(WHAT TO PRODUCE) Note each line of the entries that includes "OverrideLoad". Then copy those lines.

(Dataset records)
//! Configuration build pipeline
//!
//! One sequential pass:
//! - Baseline
//! - Override (best effort, or strict)
//! - Server record and derived proxy table
//! - Assembly
//!
//! Failures carry the stage that produced them; nothing partial is returned.

use chrono::{DateTime, Utc};
use serde::Serialize;
use std::fmt;
use std::path::PathBuf;
use std::sync::Arc;
use thiserror::Error;
use tracing::info;

use crate::assemble::{assemble, AssembleError, FinalConfig, WorkerPool};
use crate::config::{
    apply_override, load_override, BaseConfig, LoadError, MergedConfig, OverrideOutcome,
};
use crate::layout::ProjectLayout;
use crate::proxy::{resolve_proxy, ProxyError};
use crate::server::{ServerConfig, ServerConfigError};

/// Pipeline stages that can fail a build
#[derive(Debug, Clone, Copy, PartialEq, Eq, Serialize)]
#[serde(rename_all = "kebab-case")]
pub enum BuildStage {
    OverrideLoad,
    DerivedValues,
    Assembly,
}

impl fmt::Display for BuildStage {
    fn fmt(&self, f: &mut fmt::Formatter<'_>) -> fmt::Result {
        match self {
            BuildStage::OverrideLoad => write!(f, "override-load"),
            BuildStage::DerivedValues => write!(f, "derived-values"),
            BuildStage::Assembly => write!(f, "assembly"),
        }
    }
}

/// Build errors
#[derive(Debug, Error)]
pub enum BuildError {
    #[error("override-load stage failed: {0}")]
    OverrideLoad(#[source] LoadError),

    #[error("derived-values stage failed: {0}")]
    ServerConfig(#[from] ServerConfigError),

    #[error("derived-values stage failed: {0}")]
    Proxy(#[from] ProxyError),

    #[error("assembly stage failed: {0}")]
    Assembly(#[from] AssembleError),
}

impl BuildError {
    pub fn stage(&self) -> BuildStage {
        match self {
            BuildError::OverrideLoad(_) => BuildStage::OverrideLoad,
            BuildError::ServerConfig(_) | BuildError::Proxy(_) => BuildStage::DerivedValues,
            BuildError::Assembly(_) => BuildStage::Assembly,
        }
    }

    /// Get the exit code for this error
    pub fn exit_code(&self) -> i32 {
        match self.stage() {
            BuildStage::OverrideLoad => 2,
            BuildStage::DerivedValues => 3,
            BuildStage::Assembly => 4,
        }
    }
}

/// Result type for build operations
pub type BuildResult<T> = Result<T, BuildError>;

/// Origin of a configuration source
#[derive(Debug, Clone, Serialize, PartialEq, Eq)]
#[serde(rename_all = "lowercase")]
pub enum ConfigOrigin {
    Builtin,
    Override,
    Server,
}

/// A contributing config source with provenance
#[derive(Debug, Clone, Serialize, PartialEq, Eq)]
pub struct ConfigSource {
    pub origin: ConfigOrigin,

    /// File path (None for builtin)
    #[serde(skip_serializing_if = "Option::is_none")]
    pub path: Option<PathBuf>,

    /// SHA-256 digest of raw file bytes (None for builtin)
    #[serde(skip_serializing_if = "Option::is_none")]
    pub digest: Option<String>,
}

/// Build options
#[derive(Debug, Clone)]
pub struct BuildOptions {
    pub layout: ProjectLayout,

    /// Fail instead of falling back when the override exists but cannot be used
    pub strict_override: bool,

    /// Worker pool size; sized to the host when None
    pub pool_size: Option<usize>,
}

impl BuildOptions {
    pub fn new(layout: ProjectLayout) -> Self {
        Self {
            layout,
            strict_override: false,
            pool_size: None,
        }
    }
}

/// Everything a build produced
#[derive(Debug, Clone, Serialize)]
pub struct BuildReport {
    pub created_at: DateTime<Utc>,

    /// Contributing sources in precedence order
    pub sources: Vec<ConfigSource>,

    #[serde(rename = "override")]
    pub override_outcome: OverrideOutcome,

    pub server: ServerConfig,

    pub merged: MergedConfig,

    #[serde(rename = "final")]
    pub final_config: FinalConfig,
}

impl BuildReport {
    pub fn to_json(&self) -> Result<String, serde_json::Error> {
        serde_json::to_string_pretty(self)
    }
}

/// Run the whole build
pub fn build(options: &BuildOptions) -> BuildResult<BuildReport> {
    let layout = &options.layout;
    let mut sources = vec![ConfigSource {
        origin: ConfigOrigin::Builtin,
        path: None,
        digest: None,
    }];

    let base = BaseConfig::default();

    let loaded = match load_override(&layout.override_path) {
        Err(e) if options.strict_override && !e.is_not_found() => {
            return Err(BuildError::OverrideLoad(e))
        }
        other => other,
    };
    let (merged, override_outcome) = apply_override(&base, &layout.override_path, loaded);
    if let OverrideOutcome::Loaded { path, digest } = &override_outcome {
        sources.push(ConfigSource {
            origin: ConfigOrigin::Override,
            path: Some(path.clone()),
            digest: Some(digest.clone()),
        });
    }

    let (server, server_digest) = ServerConfig::load(&layout.server_config_path)?;
    sources.push(ConfigSource {
        origin: ConfigOrigin::Server,
        path: Some(layout.server_config_path.clone()),
        digest: Some(server_digest),
    });
    let proxy = resolve_proxy(&server, &merged)?;

    let pool = Arc::new(match options.pool_size {
        Some(size) => WorkerPool::with_size(size),
        None => WorkerPool::sized_to_host(),
    });
    let final_config = assemble(&merged, proxy, layout, pool)?;

    info!(
        override_loaded = override_outcome.is_loaded(),
        sources = sources.len(),
        "configuration build complete"
    );

    Ok(BuildReport {
        created_at: Utc::now(),
        sources,
        override_outcome,
        server,
        merged,
        final_config,
    })
}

(SOLVED PROBLEM)
    OverrideLoad,
            BuildStage::OverrideLoad => write!(f, "override-load"),
    OverrideLoad(#[source] LoadError),
            BuildError::OverrideLoad(_) => BuildStage::OverrideLoad,
            BuildStage::OverrideLoad => 2,
            return Err(BuildError::OverrideLoad(e))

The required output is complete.